The works in this gallery represent travel photography made by commercial studios in Japan, Egypt, Italy, and the Ottoman Empire, which was partitioned in 1922. The demand for souvenir photography among American and European travelers was facilitated by infrastructural developments throughout the nineteenth century that precipitated a tourism boom. Widespread interest in so-called foreign lands also resulted from capitalist, imperialist, and colonialist incursions, including the forced opening of Japan to foreign trade in 1853 and the British occupation of Egypt starting in 1882. Supporters rationalized these actions with the racist notion—rooted in social Darwinism—that the West was destined to advance despite the cost to non-Western nations.

In the photographs on view, the camera was used much like a museum or encyclopedia to label, order, and familiarize the unfamiliar. Photographs of Hagia Sophia and the Great Pyramid of Giza satisfied Western demand for views of ancient sites and reinforced stereotypes of Asia and the Middle East as temporally static—undying pasts.

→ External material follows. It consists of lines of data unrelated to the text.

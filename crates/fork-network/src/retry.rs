//! Retry and timeout wrappers for async operations.

use backoff::backoff::Backoff;
use backoff::{ExponentialBackoff, ExponentialBackoffBuilder};
use fork_types::ForkError;
use std::fmt::Display;
use std::future::Future;
use std::time::Duration;
use tracing::warn;

/// Retry schedule: `delay`, then `delay * backoff_multiplier`, and so on,
/// capped at `max_delay`.
#[derive(Debug, Clone, Copy, PartialEq)]
pub struct RetryOptions {
	pub max_retries: u32,
	pub delay: Duration,
	pub backoff_multiplier: f64,
	pub max_delay: Duration,
}

impl Default for RetryOptions {
	fn default() -> Self {
		Self {
			max_retries: 3,
			delay: Duration::from_millis(1_000),
			backoff_multiplier: 2.0,
			max_delay: Duration::from_millis(30_000),
		}
	}
}

impl RetryOptions {
	pub fn with_max_retries(mut self, max_retries: u32) -> Self {
		self.max_retries = max_retries;
		self
	}

	pub fn with_delay(mut self, delay: Duration) -> Self {
		self.delay = delay;
		self
	}

	/// Deterministic backoff; attempts are bounded by `max_retries`, not time.
	fn backoff(&self) -> ExponentialBackoff {
		ExponentialBackoffBuilder::new()
			.with_initial_interval(self.delay)
			.with_multiplier(self.backoff_multiplier)
			.with_max_interval(self.max_delay)
			.with_randomization_factor(0.0)
			.with_max_elapsed_time(None)
			.build()
	}
}

/// Runs `operation` until it succeeds, at most `max_retries + 1` times.
///
/// Returns the last error once every attempt has failed.
pub async fn retry_with_backoff<T, E, F, Fut>(options: &RetryOptions, mut operation: F) -> Result<T, E>
where
	F: FnMut() -> Fut,
	Fut: Future<Output = Result<T, E>>,
	E: Display,
{
	let mut backoff = options.backoff();
	let mut attempts: u32 = 0;

	loop {
		match operation().await {
			Ok(result) => return Ok(result),
			Err(e) => {
				attempts += 1;

				if attempts > options.max_retries {
					warn!(
						"Operation failed after {} attempts, giving up: {}",
						attempts, e
					);
					return Err(e);
				}

				let delay = backoff.next_backoff().unwrap_or(options.max_delay);
				warn!(
					"Operation failed, attempt {}/{}, retrying in {:?}: {}",
					attempts,
					options.max_retries + 1,
					delay,
					e
				);
				tokio::time::sleep(delay).await;
			}
		}
	}
}

/// Resolves with the result of `future`, or a timeout error if it does not
/// finish within `timeout`.
pub async fn with_timeout<T, F>(future: F, timeout: Duration, message: Option<&str>) -> Result<T, ForkError>
where
	F: Future<Output = Result<T, ForkError>>,
{
	match tokio::time::timeout(timeout, future).await {
		Ok(result) => result,
		Err(_) => Err(ForkError::timeout(timeout.as_millis() as u64, message)),
	}
}

#[cfg(test)]
mod tests {
	use super::*;
	use std::sync::atomic::{AtomicU32, Ordering};
	use std::sync::Arc;

	fn quick(max_retries: u32) -> RetryOptions {
		RetryOptions::default()
			.with_max_retries(max_retries)
			.with_delay(Duration::from_millis(1))
	}

	#[test]
	fn test_backoff_schedule() {
		let options = RetryOptions {
			max_retries: 5,
			delay: Duration::from_millis(1_000),
			backoff_multiplier: 2.0,
			max_delay: Duration::from_millis(5_000),
		};
		let mut backoff = options.backoff();

		let delays: Vec<u128> = (0..5)
			.map(|_| backoff.next_backoff().unwrap().as_millis())
			.collect();
		assert_eq!(delays, vec![1_000, 2_000, 4_000, 5_000, 5_000]);
	}

	#[tokio::test]
	async fn test_gives_up_after_max_retries() {
		let attempts = Arc::new(AtomicU32::new(0));
		let counter = attempts.clone();

		let result: Result<(), String> = retry_with_backoff(&quick(3), || {
			let counter = counter.clone();
			async move {
				let n = counter.fetch_add(1, Ordering::SeqCst) + 1;
				Err(format!("failure {}", n))
			}
		})
		.await;

		assert_eq!(attempts.load(Ordering::SeqCst), 4);
		assert_eq!(result.unwrap_err(), "failure 4");
	}

	#[tokio::test]
	async fn test_stops_on_success() {
		let attempts = Arc::new(AtomicU32::new(0));
		let counter = attempts.clone();

		let result = retry_with_backoff(&quick(5), || {
			let counter = counter.clone();
			async move {
				let n = counter.fetch_add(1, Ordering::SeqCst) + 1;
				if n < 3 {
					Err(ForkError::network("amoy", "connection refused"))
				} else {
					Ok(n)
				}
			}
		})
		.await;

		assert_eq!(result.unwrap(), 3);
		assert_eq!(attempts.load(Ordering::SeqCst), 3);
	}

	#[tokio::test]
	async fn test_zero_retries_runs_once() {
		let attempts = Arc::new(AtomicU32::new(0));
		let counter = attempts.clone();

		let result: Result<(), &str> = retry_with_backoff(&quick(0), || {
			counter.fetch_add(1, Ordering::SeqCst);
			async { Err("nope") }
		})
		.await;

		assert!(result.is_err());
		assert_eq!(attempts.load(Ordering::SeqCst), 1);
	}

	#[tokio::test]
	async fn test_with_timeout_passes_result_through() {
		let ok = with_timeout(async { Ok::<_, ForkError>(7) }, Duration::from_secs(1), None).await;
		assert_eq!(ok.unwrap(), 7);

		let err = with_timeout::<(), _>(
			async { Err(ForkError::Deployment("reverted".to_string())) },
			Duration::from_secs(1),
			None,
		)
		.await
		.unwrap_err();
		assert!(matches!(err, ForkError::Deployment(_)));
	}

	#[tokio::test]
	async fn test_with_timeout_expires() {
		let err = with_timeout::<(), _>(
			async {
				tokio::time::sleep(Duration::from_secs(5)).await;
				Ok::<(), ForkError>(())
			},
			Duration::from_millis(20),
			None,
		)
		.await
		.unwrap_err();

		assert!(err.is_timeout());
		assert_eq!(err.to_string(), "Operation timed out after 20ms");

		let err = with_timeout::<(), _>(
			std::future::pending::<Result<(), ForkError>>(),
			Duration::from_millis(10),
			Some("Deployment to amoy timed out"),
		)
		.await
		.unwrap_err();
		assert_eq!(err.to_string(), "Deployment to amoy timed out");
	}
}
//! Validation of harness configuration files.
//!
//! Unlike [`ConfigLoader`], the validator looks at the raw file contents and
//! reports every problem it finds instead of stopping at the first one.

use crate::presets;
use crate::types::{ChainConfig, Config};
use crate::{process_env, ConfigLoader, EnvLookup};
use fork_types::{ConfigSchema, Field, FieldType, ForkError, Schema, ValidationError};
use regex::Regex;
use std::fmt;
use std::path::Path;
use std::sync::OnceLock;
use tracing::debug;

/// Every error found while validating a configuration.
#[derive(Debug, Clone, Default, PartialEq, Eq)]
pub struct ValidationReport {
	pub errors: Vec<String>,
}

impl ValidationReport {
	pub fn is_valid(&self) -> bool {
		self.errors.is_empty()
	}

	fn single(error: impl Into<String>) -> Self {
		Self {
			errors: vec![error.into()],
		}
	}
}

impl fmt::Display for ValidationReport {
	fn fmt(&self, f: &mut fmt::Formatter<'_>) -> fmt::Result {
		for (i, error) in self.errors.iter().enumerate() {
			if i > 0 {
				writeln!(f)?;
			}
			write!(f, "{}", error)?;
		}
		Ok(())
	}
}

/// Field rules for one `[chains.<name>]` table.
pub struct ChainSchema;

impl ChainSchema {
	fn schema() -> Schema {
		let url_field = |name: &str| {
			Field::new(name, FieldType::String).with_validator(|value| {
				let url = value.as_str().unwrap_or_default();
				if url.is_empty() || is_valid_url(url) {
					Ok(())
				} else {
					Err(format!("Invalid RPC URL format: {}", url))
				}
			})
		};

		Schema::new(
			vec![],
			vec![
				url_field("rpc_url"),
				url_field("rpc"),
				Field::new(
					"block_number",
					FieldType::Integer {
						min: Some(0),
						max: None,
					},
				),
				Field::new(
					"chain_id",
					FieldType::Integer {
						min: Some(1),
						max: None,
					},
				),
				Field::new(
					"fork_port",
					FieldType::Integer {
						min: Some(1),
						max: Some(u16::MAX as i64),
					},
				),
				Field::new(
					"timeout_ms",
					FieldType::Integer {
						min: Some(1000),
						max: None,
					},
				),
				Field::new(
					"retries",
					FieldType::Integer {
						min: Some(0),
						max: Some(10),
					},
				),
				Field::new("gas_price", FieldType::String).with_validator(|value| {
					let price = value.as_str().unwrap_or_default();
					if !price.is_empty() && price.bytes().all(|b| b.is_ascii_digit()) {
						Ok(())
					} else {
						Err("Gas price must be a numeric string".to_string())
					}
				}),
				Field::new(
					"gas_limit",
					FieldType::Integer {
						min: Some(21000),
						max: None,
					},
				),
			],
		)
	}
}

impl ConfigSchema for ChainSchema {
	fn validate(&self, config: &toml::Value) -> Vec<ValidationError> {
		let mut errors = Self::schema().collect_errors(config);

		if let Some(table) = config.as_table() {
			let has_url = ["rpc_url", "rpc"]
				.iter()
				.any(|key| {
					table
						.get(*key)
						.and_then(|v| v.as_str())
						.is_some_and(|url| !url.trim().is_empty())
				});
			if !has_url {
				errors.insert(0, ValidationError::MissingField("rpc_url".to_string()));
			}
		}

		errors
	}
}

/// Validates configuration files and the environment they rely on.
pub struct ConfigValidator {
	env: EnvLookup,
}

impl Default for ConfigValidator {
	fn default() -> Self {
		Self::new()
	}
}

impl ConfigValidator {
	pub fn new() -> Self {
		Self { env: process_env() }
	}

	pub fn with_env_lookup(mut self, env: EnvLookup) -> Self {
		self.env = env;
		self
	}

	/// Validates a whole configuration value.
	pub fn validate(&self, config: &toml::Value) -> ValidationReport {
		let Some(root) = config.as_table() else {
			return ValidationReport::single("Configuration must be a table");
		};

		let Some(chains) = root.get("chains") else {
			return ValidationReport::single("Configuration must have a chains table");
		};

		let Some(chains) = chains.as_table() else {
			return ValidationReport::single("chains must be a table");
		};

		self.validate_chains(chains)
	}

	/// Validates every `[chains.<name>]` entry.
	pub fn validate_chains(&self, chains: &toml::Table) -> ValidationReport {
		let mut report = ValidationReport::default();

		for (name, chain) in chains {
			debug!("Validating chain {}", name);

			for error in ChainSchema.validate(chain) {
				report.errors.push(describe_chain_error(name, &error));
			}

			if !chain_name_pattern().is_match(name) {
				report.errors.push(format!(
					"Invalid chain name '{}': Must start with a letter and contain only letters, numbers, underscores, and hyphens",
					name
				));
			}
		}

		report
	}

	/// Reads, substitutes and validates a configuration file.
	///
	/// Returns the parsed configuration only when no errors were found.
	pub fn load_and_validate(&self, path: &Path) -> Result<Config, ValidationReport> {
		let loader = ConfigLoader::new().with_env_lookup(self.env.clone());

		let value = loader
			.read_value(path)
			.map_err(|e| ValidationReport::single(format!("Failed to load config file: {}", e)))?;

		let report = self.validate(&value);
		if !report.is_valid() {
			return Err(report);
		}

		value
			.try_into::<Config>()
			.map_err(|e| ValidationReport::single(format!("Failed to load config file: {}", e)))
	}

	/// Checks that every chain has an RPC URL variable set.
	pub fn validate_environment(&self, chain_names: &[String]) -> ValidationReport {
		let mut report = ValidationReport::default();

		for name in chain_names {
			let vars = presets::rpc_env_vars(name);
			if !vars.iter().any(|var| (self.env)(var).is_some()) {
				report.errors.push(format!(
					"Missing environment variable for {}: {}",
					name,
					vars.join(" or ")
				));
			}
		}

		report
	}

	/// Fails with one error naming every unset variable.
	pub fn validate_required_vars(&self, vars: &[&str]) -> Result<(), ForkError> {
		let missing: Vec<&str> = vars
			.iter()
			.copied()
			.filter(|var| (self.env)(var).is_none())
			.collect();

		if missing.is_empty() {
			return Ok(());
		}

		Err(ForkError::configuration(format!(
			"Missing required environment variables: {}. Please check your environment and ensure all required variables are set.",
			missing.join(", ")
		)))
	}

	/// Sample configuration covering two mainnets.
	pub fn sample_config() -> Config {
		let mut config = Config::default();
		config.chains.insert(
			"ethereum".to_string(),
			ChainConfig {
				rpc_url: Some("https://eth-mainnet.g.alchemy.com/v2/YOUR_API_KEY".to_string()),
				block_number: Some(0),
				chain_id: Some(1),
				timeout_ms: Some(30_000),
				retries: Some(3),
				..Default::default()
			},
		);
		config.chains.insert(
			"polygon".to_string(),
			ChainConfig {
				rpc_url: Some("https://polygon-mainnet.g.alchemy.com/v2/YOUR_API_KEY".to_string()),
				block_number: Some(0),
				chain_id: Some(137),
				timeout_ms: Some(30_000),
				retries: Some(3),
				..Default::default()
			},
		);
		config
	}

	/// The sample configuration rendered as TOML.
	pub fn sample_toml() -> Result<String, ForkError> {
		toml::to_string_pretty(&Self::sample_config()).map_err(|e| {
			ForkError::configuration(format!("Failed to render sample configuration: {}", e))
		})
	}
}

fn describe_chain_error(chain: &str, error: &ValidationError) -> String {
	match error {
		ValidationError::MissingField(field) if field == "rpc_url" => {
			format!("Chain '{}': Either 'rpc_url' or 'rpc' must be provided", chain)
		}
		other => format!("Chain '{}': {}", chain, other),
	}
}

fn is_valid_url(url: &str) -> bool {
	["http://", "https://", "ws://", "wss://"]
		.iter()
		.find_map(|scheme| url.strip_prefix(scheme))
		.is_some_and(|rest| {
			let host = rest.split(['/', '?', '#']).next().unwrap_or_default();
			!host.is_empty() && !rest.chars().any(char::is_whitespace)
		})
}

fn chain_name_pattern() -> &'static Regex {
	static PATTERN: OnceLock<Regex> = OnceLock::new();
	PATTERN.get_or_init(|| {
		Regex::new(r"^[a-zA-Z][a-zA-Z0-9_-]*$").expect("chain name pattern is valid")
	})
}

Other images like the Underwood & Underwood stereographs, collapsed space, enabling armchair visitors to tour Egypt, for example, in three dimensions with a viewing device and guidebook. In posed photographs, such as Kusakabe Kimbei’s images of geisha and samurai, photographers often reduced individuals to essentializing types.

The majority of photographs on view were gifted to the Kemper Art Museum in 2015 by Robert Frerck, a photographer and collector. Others are loans from the Russell Sturgis Photograph Collection at the Washington University Archives. This installation marks the Museum’s first display of these materials as part of its ongoing research into the history of photography and its role in constructing the world.